From a sun-warmed pool not fifty yards away a full chorus of the rapidly vibrant voices arises, and you imagine that the performers are so absorbed with their music that you may easily draw near and observe them. But when you come to the edge of the pool you see only a half-dozen concentric circles of wavelets, widening from central points, where as many musicians have modestly withdrawn beneath the transparent curtain.
Wait, silent and motionless, and they will reappear. A brown head is thrust above the surface, and presently your last summer's familiar of the garden and doorstep crawls slowly out upon a barren islet of cobble-stone, and, assured that no intruder is within the precincts sacred to the wooing of the toads, she inflates her throat and tunes up her long, monotonous chant. Ere it ceases, another and another take it up, and from distant pools you hear it answered, till all the air is softly shaken as if with the clear chiming of a hundred swift-struck, tiny bells. They ring in the returning birds, robin, sparrow, finch and meadow lark, and the first flowers, squirrelcup, arbutus, bloodroot, adder-tongue and moose-flower.
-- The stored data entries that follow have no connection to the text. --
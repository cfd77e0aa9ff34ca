use anyhow::Result;
use async_trait::async_trait;
use sqlx::{Pool, QueryBuilder, Row, Sqlite, sqlite::SqliteRow};

use crate::{
    db::workspace_repo::{CreateWorkspaceParams, UpdateWorkspaceParams, WorkspaceRepository},
    ids::{RoleId, UserId, WorkspaceId},
    workspace::{UserWorkspaceMembership, WorkspaceDeletion, WorkspaceRecord},
    workspace_member::WorkspaceMemberRecord,
};

pub struct SqliteWorkspaceRepository {
    pool: Pool<Sqlite>,
}

impl SqliteWorkspaceRepository {
    pub fn new(pool: Pool<Sqlite>) -> Self {
        Self { pool }
    }

    fn map_workspace_row(row: &SqliteRow) -> WorkspaceRecord {
        WorkspaceRecord {
            id: WorkspaceId::from(row.get::<String, _>("id")),
            name: row.get("name"),
            description: row.get("description"),
            owner_id: UserId::from(row.get::<String, _>("owner_id")),
            created_at: row.get("created_at"),
            updated_at: row.get("updated_at"),
        }
    }

    fn map_member_row(row: SqliteRow) -> WorkspaceMemberRecord {
        WorkspaceMemberRecord {
            workspace_id: WorkspaceId::from(row.get::<String, _>("workspace_id")),
            user_id: UserId::from(row.get::<String, _>("user_id")),
            role_id: RoleId::from(row.get::<String, _>("role_id")),
            joined_at: row.get("joined_at"),
        }
    }
}

#[async_trait]
impl WorkspaceRepository for SqliteWorkspaceRepository {
    async fn create_workspace(&self, params: CreateWorkspaceParams) -> Result<WorkspaceRecord> {
        let CreateWorkspaceParams {
            id,
            name,
            description,
            owner_id,
            owner_role_id,
            created_at,
        } = params;

        let mut tx = self.pool.begin().await?;
        sqlx::query(
            "INSERT INTO workspaces (id, name, description, owner_id, created_at, updated_at)
             VALUES (?, ?, ?, ?, ?, ?)",
        )
        .bind(id.as_str())
        .bind(&name)
        .bind(description.as_deref())
        .bind(owner_id.as_str())
        .bind(created_at)
        .bind(created_at)
        .execute(&mut *tx)
        .await?;

        sqlx::query(
            "INSERT INTO workspace_members (workspace_id, user_id, role_id, joined_at)
             VALUES (?, ?, ?, ?)",
        )
        .bind(id.as_str())
        .bind(owner_id.as_str())
        .bind(owner_role_id.as_str())
        .bind(created_at)
        .execute(&mut *tx)
        .await?;

        tx.commit().await?;

        Ok(WorkspaceRecord {
            id,
            name,
            description,
            owner_id,
            created_at,
            updated_at: created_at,
        })
    }

    async fn fetch_workspace(&self, id: &str) -> Result<Option<WorkspaceRecord>> {
        let row = sqlx::query(
            "SELECT id, name, description, owner_id, created_at, updated_at
             FROM workspaces
             WHERE id = ?",
        )
        .bind(id)
        .fetch_optional(&self.pool)
        .await?;

        Ok(row.as_ref().map(Self::map_workspace_row))
    }

    async fn update_workspace(&self, params: UpdateWorkspaceParams) -> Result<bool> {
        let UpdateWorkspaceParams {
            id,
            name,
            description,
            updated_at,
        } = params;

        let mut builder = QueryBuilder::new("UPDATE workspaces SET updated_at = ");
        builder.push_bind(updated_at);

        if let Some(name) = name {
            builder.push(", name = ");
            builder.push_bind(name);
        }
        if let Some(description) = description {
            builder.push(", description = ");
            builder.push_bind(description);
        }

        builder.push(" WHERE id = ");
        builder.push_bind(id.into_inner());

        let result = builder.build().execute(&self.pool).await?;
        Ok(result.rows_affected() > 0)
    }

    async fn delete_workspace_cascade(&self, id: &str) -> Result<Option<WorkspaceDeletion>> {
        let mut tx = self.pool.begin().await?;

        let removed = sqlx::query("DELETE FROM workspaces WHERE id = ?")
            .bind(id)
            .execute(&mut *tx)
            .await?;
        if removed.rows_affected() == 0 {
            tx.rollback().await?;
            return Ok(None);
        }

        let document_keys: Vec<String> =
            sqlx::query_scalar("SELECT storage_key FROM documents WHERE workspace_id = ?")
                .bind(id)
                .fetch_all(&mut *tx)
                .await?;

        for table in [
            "documents",
            "tasks",
            "projects",
            "farmers",
            "workspace_members",
        ] {
            sqlx::query(&format!("DELETE FROM {table} WHERE workspace_id = ?"))
                .bind(id)
                .execute(&mut *tx)
                .await?;
        }

        tx.commit().await?;
        Ok(Some(WorkspaceDeletion { document_keys }))
    }

    async fn list_memberships_for_user(
        &self,
        user_id: &str,
    ) -> Result<Vec<UserWorkspaceMembership>> {
        let rows = sqlx::query(
            "SELECT w.id, w.name, w.description, w.owner_id, w.created_at, w.updated_at,
                    wm.role_id, wm.joined_at
             FROM workspace_members wm
             JOIN workspaces w ON w.id = wm.workspace_id
             WHERE wm.user_id = ?
             ORDER BY w.created_at DESC, w.rowid DESC",
        )
        .bind(user_id)
        .fetch_all(&self.pool)
        .await?;

        Ok(rows
            .into_iter()
            .map(|row| UserWorkspaceMembership {
                workspace: Self::map_workspace_row(&row),
                role_id: RoleId::from(row.get::<String, _>("role_id")),
                joined_at: row.get("joined_at"),
            })
            .collect())
    }

    async fn list_members(&self, workspace_id: &str) -> Result<Vec<WorkspaceMemberRecord>> {
        let rows = sqlx::query(
            "SELECT workspace_id, user_id, role_id, joined_at
             FROM workspace_members
             WHERE workspace_id = ?
             ORDER BY joined_at ASC, rowid ASC",
        )
        .bind(workspace_id)
        .fetch_all(&self.pool)
        .await?;

        Ok(rows.into_iter().map(Self::map_member_row).collect())
    }

    async fn get_member(
        &self,
        workspace_id: &str,
        user_id: &str,
    ) -> Result<Option<WorkspaceMemberRecord>> {
        let row = sqlx::query(
            "SELECT workspace_id, user_id, role_id, joined_at
             FROM workspace_members
             WHERE workspace_id = ? AND user_id = ?",
        )
        .bind(workspace_id)
        .bind(user_id)
        .fetch_optional(&self.pool)
        .await?;

        Ok(row.map(Self::map_member_row))
    }

    async fn find_member_role(&self, workspace_id: &str, user_id: &str) -> Result<Option<RoleId>> {
        let role: Option<String> = sqlx::query_scalar(
            "SELECT role_id FROM workspace_members WHERE workspace_id = ? AND user_id = ?",
        )
        .bind(workspace_id)
        .bind(user_id)
        .fetch_optional(&self.pool)
        .await?;

        Ok(role.map(RoleId::from))
    }

    async fn insert_member(&self, record: &WorkspaceMemberRecord) -> Result<()> {
        sqlx::query(
            "INSERT INTO workspace_members (workspace_id, user_id, role_id, joined_at)
             VALUES (?, ?, ?, ?)",
        )
        .bind(record.workspace_id.as_str())
        .bind(record.user_id.as_str())
        .bind(record.role_id.as_str())
        .bind(record.joined_at)
        .execute(&self.pool)
        .await?;
        Ok(())
    }

    async fn set_member_role(
        &self,
        workspace_id: &str,
        user_id: &str,
        role_id: &RoleId,
    ) -> Result<bool> {
        let result = sqlx::query(
            "UPDATE workspace_members SET role_id = ? WHERE workspace_id = ? AND user_id = ?",
        )
        .bind(role_id.as_str())
        .bind(workspace_id)
        .bind(user_id)
        .execute(&self.pool)
        .await?;
        Ok(result.rows_affected() > 0)
    }

    async fn delete_member(&self, workspace_id: &str, user_id: &str) -> Result<bool> {
        let result =
            sqlx::query("DELETE FROM workspace_members WHERE workspace_id = ? AND user_id = ?")
                .bind(workspace_id)
                .bind(user_id)
                .execute(&self.pool)
                .await?;
        Ok(result.rows_affected() > 0)
    }
}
When the bobolink has come to his northern domain again and the oriole flashes through the budding elms and the first columbine droops over the gray ledges, you may still hear an occasional ringing of the toads, but a little later the dignified and matronly female, having lost her voice altogether, has returned to her summer home, while her little mate has exchanged his trill for a disagreeable and uncanny squawk, perhaps a challenge to his rivals, who linger about the scenes of their courtship and make night hideous until midsummer. Then a long silence falls on the race of toads—a silence which even hibernation scarcely deepens.
XII
MAY DAYS
The lifeless dun of the close-cropped southward slopes and the tawny tangles of the swales are kindling to living green with the blaze of the sun and the moist tinder of the brook's overflow.
The faithful swallows have returned, though the faithless season delays. The flicker flashes his golden shafts in the sunlight and gladdens the ear with his merry cackle. The upland plover wails his greeting to the tussocked pastures, where day and night rings the shrill chorus of the hylas and the trill of the toads continually trembles in the soft air.
The first comers of the birds are already mated and nest-building, robin and song sparrow each in his chosen place setting the foundations of his house with mud or threads of dry grass. The crow clutters out his softest love note. The flicker is mining a fortress in the heart of an old apple-tree.
The squirrels wind a swift ruddy chain about a boll in their love chase, and even now you may surprise the vixen fox watching the first gambols of her tawny cubs by the sunny border of the woods.